The Motzkin Spaghetto
Zhao Zhang, Olai B. Mykland
TL;DR
This work addresses realizing highly entangled ground states in two dimensions with strictly local, frustration-free Hamiltonians. It constructs a square-lattice model by twisting a Motzkin chain into the plane, yielding a ground state that exhibits three entanglement regimes controlled by a deformation parameter $q$: a highly entangled phase with $S \sim L^2$, a critical regime with $S \sim L$, and a low-entanglement phase with $S \sim O(1)$. It develops both a tensor-network description with lower-rank tensors and a tiling-based TN for the 2D GS, and analyzes the induced antiferromagnetic order in the radial direction, with a correlation length $\xi \propto 1/\log q$. It also shows that spectral-gap scaling can differ from entanglement scaling and provides upper bounds that map from the 1D Motzkin chain by replacing the 1D length with $N=L(L+2)$. The results offer a simpler route to volume-law entanglement in 2D and highlight the nuanced relationship between EE and spectral gaps, with implications for higher-dimensional generalizations and holographic tensor networks.
Abstract
While highly entangled ground states of gapless local Hamiltonians have been known to exist in one dimension, their two-dimensional counterparts were only recently found, with rather sophisticated interactions involving at least four neighboring degrees of freedom.
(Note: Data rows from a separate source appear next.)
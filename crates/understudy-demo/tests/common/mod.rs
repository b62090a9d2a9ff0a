// Copyright 2024 Understudy Contributors
// Licensed under the Apache License, Version 2.0 (the "License");
// you may not use this file except in compliance with the License.
// You may obtain a copy of the License at
//
//     http://www.apache.org/licenses/LICENSE-2.0
//
// Unless required by applicable law or agreed to in writing, software
// distributed under the License is distributed on an "AS IS" BASIS,
// WITHOUT WARRANTIES OR CONDITIONS OF ANY KIND, either express or implied.
// See the License for the specific language governing permissions and
// limitations under the License.

#![allow(dead_code)] // Each test binary uses a different subset

use std::sync::{Arc, Mutex};
use understudy_core::{Behavior, Double, Fault, Reply};
use understudy_demo::fluent::{DatabaseLibrary, LibraryError};

pub fn init_tracing() {
    understudy_core::test_utils::init_tracing();
}

/// A hand-built stand-in for the fluent library. Every method throws until
/// a test configures it.
pub struct LibraryDouble {
    pub connect: Double<(), ()>,
    pub wipe: Double<(), ()>,
    pub add_test_data: Double<(), ()>,
}

impl LibraryDouble {
    pub fn not_implemented() -> Self {
        let unimplemented = || Behavior::throws(Fault::new("Not implemented"));
        Self {
            connect: Double::with_behavior("connect", unimplemented()),
            wipe: Double::with_behavior("wipe", unimplemented()),
            add_test_data: Double::with_behavior("add_test_data", unimplemented()),
        }
    }

    fn chain<'a>(&'a self, operation: &Double<(), ()>) -> Result<&'a Self, LibraryError> {
        match operation.call(())? {
            Reply::Receiver => Ok(self),
            other => Err(LibraryError::BrokenChain {
                operation: operation.name().to_string(),
                reason: format!("{:?}", other),
            }),
        }
    }
}

impl DatabaseLibrary for LibraryDouble {
    fn connect(&self) -> Result<&Self, LibraryError> {
        self.chain(&self.connect)
    }

    fn wipe(&self) -> Result<&Self, LibraryError> {
        self.chain(&self.wipe)
    }

    fn add_test_data(&self) -> Result<&Self, LibraryError> {
        self.chain(&self.add_test_data)
    }
}

/// Shared storage for fakes that record what they were given.
pub fn fake_storage() -> Arc<Mutex<Vec<String>>> {
    Arc::new(Mutex::new(Vec::new()))
}
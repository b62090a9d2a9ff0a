//! Saving a user's name through a database collaborator.

use thiserror::Error;
use tracing::info;
use understudy_core::{Double, DoubleError, Fault, Seam, TargetId};

#[derive(Error, Debug)]
pub enum StorageError {
    #[error("save failed: {0}")]
    SaveFailed(Fault),

    #[error(transparent)]
    Double(DoubleError),
}

impl From<DoubleError> for StorageError {
    fn from(err: DoubleError) -> Self {
        match err {
            DoubleError::Thrown(fault) | DoubleError::Rejected(fault) => {
                StorageError::SaveFailed(fault)
            }
            other => StorageError::Double(other),
        }
    }
}

pub trait Database: Send + Sync {
    fn save(&self, name: &str) -> Result<(), StorageError>;
}

pub const SAVED: &str = "Name has been saved!";

pub struct User<D> {
    db: D,
}

impl<D: Database> User<D> {
    pub fn new(db: D) -> Self {
        Self { db }
    }

    pub fn save_name(&self, name: &str) -> Result<&'static str, StorageError> {
        self.db.save(name)?;
        Ok(SAVED)
    }
}

/// A database reached over the network. Saving is a seam so tests can
/// keep writes off the wire.
#[derive(Debug, Clone)]
pub struct RemoteDatabase {
    url: String,
    save: Seam<String, ()>,
}

impl RemoteDatabase {
    pub fn new(url: impl Into<String>) -> Self {
        let url = url.into();
        let target = url.clone();
        Self {
            save: Seam::new(TargetId::new(), "save", move |name: String| {
                info!(database = %target, name = %name, "Writing name");
            }),
            url,
        }
    }

    pub fn url(&self) -> &str {
        &self.url
    }

    pub fn save_seam(&self) -> &Seam<String, ()> {
        &self.save
    }
}

impl Database for RemoteDatabase {
    fn save(&self, name: &str) -> Result<(), StorageError> {
        self.save.call(name.to_string())?;
        Ok(())
    }
}

impl Database for Double<String, ()> {
    fn save(&self, name: &str) -> Result<(), StorageError> {
        self.call(name.to_string())?;
        Ok(())
    }
}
Here, we show that similar bipartite entanglement properties can be realized on a square lattice with anisotropic interactions in four different quadrants. The interaction to generate such entanglement is much simpler than the previous constructions by coupling orthogonal arrays of highly entangled chains. The new construction exhibits an entanglement phase transition with different scalings of entanglement entropy at the critical point and in the lowly entangled phase, and faster decay of the spectral gap in the highly entangled phase. The tensor network representation of the new ground state consists of tensors with lower rank, while preserving a global geometry similar to that of the original networks.